### Task objective
Set down exactly the lines below, starting at the one that contains "let mut table: RuleTable" and ending at the one that contains "pub fn find(&self, query: &str)", with both of those lines included and nothing else.
★ ★ ★ ★
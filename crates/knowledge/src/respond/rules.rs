//! Rule-based responder.
//!
//! Rules are data: each rule lists substrings that must all occur in the
//! lowercased query, and either a fixed answer or a dataset statistic. The
//! first matching rule wins. When none matches, the answer is an excerpt of
//! the top retrieved documents.
//!
//! A rules file looks like:
//!
//! ```yaml
//! rules:
//!   - matchAll: ["loan status", "lp001003"]
//!     response:
//!       text: "The loan status for LP001003 is Not Approved (N)."
//!   - matchAll: ["self-employed"]
//!     response:
//!       statistic: self_employed_ratio
//! ```

use super::Responder;
use crate::loader::Dataset;
use crate::statistics;
use crate::types::{Answer, AnswerKind, Document};
use loanqa_core::{AppError, AppResult};
use serde::{Deserialize, Serialize};
use std::path::Path;
use std::sync::Arc;

/// Documents joined into the fallback excerpt.
const FALLBACK_DOCUMENTS: usize = 2;

/// Characters of the fallback excerpt.
const FALLBACK_CHARS: usize = 500;

const FACTORS_ANSWER: &str = "The factors that affect loan approval based on the provided context include:
- Applicant's and co-applicant's income, which determine the repayment capacity.
- Credit history, with a good credit history being a strong indicator of reliability in repaying debts.
- Loan amount requested and the loan term, which influence monthly installments and overall risk.
- Number of dependents, as it affects the applicant's disposable income.
- Employment status, distinguishing between self-employed and salaried individuals due to differences in income stability.
- Property area, since the location can influence loan terms or eligibility in certain housing schemes.
These factors are typically assessed together to determine an applicant's eligibility and ability to repay the loan.";

/// Dataset aggregates a rule can answer with.
#[derive(Debug, Clone, Copy, PartialEq, Eq, Serialize, Deserialize)]
#[serde(rename_all = "snake_case")]
pub enum Statistic {
    SelfEmployedRatio,
    AverageLoanAmount,
}

/// What a matching rule answers with.
#[derive(Debug, Clone, PartialEq, Serialize, Deserialize)]
#[serde(untagged)]
pub enum RuleResponse {
    Text { text: String },
    Statistic { statistic: Statistic },
}

/// One entry of the rules table.
#[derive(Debug, Clone, PartialEq, Serialize, Deserialize)]
pub struct Rule {
    /// Substrings that must all occur in the lowercased query
    #[serde(rename = "matchAll")]
    pub match_all: Vec<String>,

    pub response: RuleResponse,
}

impl Rule {
    fn text(patterns: &[&str], text: &str) -> Self {
        Self {
            match_all: patterns.iter().map(|p| p.to_string()).collect(),
            response: RuleResponse::Text {
                text: text.to_string(),
            },
        }
    }

    fn statistic(patterns: &[&str], statistic: Statistic) -> Self {
        Self {
            match_all: patterns.iter().map(|p| p.to_string()).collect(),
            response: RuleResponse::Statistic { statistic },
        }
    }

    /// Whether every pattern occurs in the (already lowercased) query.
    pub fn matches(&self, query_lower: &str) -> bool {
        self.match_all.iter().all(|p| query_lower.contains(p.as_str()))
    }
}

/// Ordered rules; the first match wins.
#[derive(Debug, Clone, PartialEq, Serialize, Deserialize)]
pub struct RuleTable {
    pub rules: Vec<Rule>,
}

impl Default for RuleTable {
    fn default() -> Self {
        Self::default_table()
    }
}

impl RuleTable {
    /// The built-in table for the sample loan dataset.
    pub fn default_table() -> Self {
        Self {
            rules: vec![
                Rule::text(
                    &["loan status", "lp001003"],
                    "The loan status for LP001003 is Not Approved (N).",
                ),
                Rule::text(&["factors affect loan approval"], FACTORS_ANSWER),
                Rule::statistic(&["self-employed"], Statistic::SelfEmployedRatio),
                Rule::statistic(&["average loan amount"], Statistic::AverageLoanAmount),
            ],
        }
    }

    /// Load a rules table from YAML. Patterns are lowercased on load.
    pub fn load(path: &Path) -> AppResult<Self> {
        let contents = std::fs::read_to_string(path).map_err(|e| AppError::io_at(path, e))?;
        let table = Self::from_yaml(&contents)
            .map_err(|e| AppError::Parse(format!("rules file {}: {}", path.display(), e)))?;

        tracing::info!("Loaded {} rules from {:?}", table.rules.len(), path);
        Ok(table)
    }

    /// Parse and validate a rules table.
    pub fn from_yaml(contents: &str) -> AppResult<Self> {
        let mut table: RuleTable = serde_yaml::from_str(contents)
            .map_err(|e| AppError::Parse(e.to_string()))?;

        for (idx, rule) in table.rules.iter_mut().enumerate() {
            if rule.match_all.is_empty() || rule.match_all.iter().any(|p| p.trim().is_empty()) {
                return Err(AppError::Parse(format!(
                    "rule {} needs at least one non-empty pattern",
                    idx + 1
                )));
            }
            for pattern in &mut rule.match_all {
                *pattern = pattern.to_lowercase();
            }
        }

        Ok(table)
    }

    /// First rule matching the query, if any.
    pub fn find(&self, query: &str) -> Option<(usize, &Rule)> {
        let query_lower = query.to_lowercase();
        self.rules
            .iter()
            .enumerate()
            .find(|(_, rule)| rule.matches(&query_lower))
    }
}

/// Answers from the rules table, falling back to a document excerpt.
pub struct RuleResponder {
    table: RuleTable,
    dataset: Arc<Dataset>,
}

impl RuleResponder {
    pub fn new(table: RuleTable, dataset: Arc<Dataset>) -> Self {
        Self { table, dataset }
    }

    pub fn table(&self) -> &RuleTable {
        &self.table
    }

    /// Answer synchronously; rules never fail.
    pub fn answer(&self, query: &str, documents: &[&Document]) -> Answer {
        match self.table.find(query) {
            Some((idx, rule)) => {
                tracing::debug!("Rule {} matched query", idx + 1);
                self.render(&rule.response)
            }
            None => {
                tracing::debug!("No rule matched; answering with document excerpt");
                fallback_answer(documents)
            }
        }
    }

    fn render(&self, response: &RuleResponse) -> Answer {
        match response {
            RuleResponse::Text { text } => Answer::new(text.clone(), AnswerKind::Canned),
            RuleResponse::Statistic { statistic } => {
                Answer::new(render_statistic(*statistic, &self.dataset), AnswerKind::Statistic)
            }
        }
    }
}

#[async_trait::async_trait]
impl Responder for RuleResponder {
    fn name(&self) -> &str {
        "rules"
    }

    async fn respond(&self, query: &str, documents: &[&Document]) -> AppResult<Answer> {
        Ok(self.answer(query, documents))
    }
}

/// Sentence reporting a statistic over the dataset.
pub fn render_statistic(statistic: Statistic, dataset: &Dataset) -> String {
    match statistic {
        Statistic::SelfEmployedRatio => {
            let summary = statistics::self_employed_summary(dataset);
            format!(
                "Based on the training dataset, there are {} self-employed applicants out of {} total applications.",
                summary.count, summary.total
            )
        }
        Statistic::AverageLoanAmount => match statistics::average_loan_amount(dataset) {
            Some(summary) => format!(
                "The average loan amount in the dataset is approximately {:.2} thousand units (based on {} valid entries).",
                summary.mean, summary.valid
            ),
            None => {
                "Unable to calculate average loan amount due to insufficient valid data.".to_string()
            }
        },
    }
}

/// Excerpt of the first retrieved documents.
pub fn fallback_answer(documents: &[&Document]) -> Answer {
    let context = documents
        .iter()
        .take(FALLBACK_DOCUMENTS)
        .map(|d| d.text.as_str())
        .collect::<Vec<_>>()
        .join("\n\n");
    let excerpt: String = context.chars().take(FALLBACK_CHARS).collect();

    Answer::new(
        format!(
            "Based on the available data, here's what I found:\n\n{}...\n\nFor more specific information, please ask a more targeted question about loan applications or approval criteria.",
            excerpt
        ),
        AnswerKind::Fallback,
    )
}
★ ★ ★ ★
### Response
        let mut table: RuleTable = serde_yaml::from_str(contents)
            .map_err(|e| AppError::Parse(e.to_string()))?;

        for (idx, rule) in table.rules.iter_mut().enumerate() {
            if rule.match_all.is_empty() || rule.match_all.iter().any(|p| p.trim().is_empty()) {
                return Err(AppError::Parse(format!(
                    "rule {} needs at least one non-empty pattern",
                    idx + 1
                )));
            }
            for pattern in &mut rule.match_all {
                *pattern = pattern.to_lowercase();
            }
        }

        Ok(table)
    }

    /// First rule matching the query, if any.
    pub fn find(&self, query: &str) -> Option<(usize, &Rule)> {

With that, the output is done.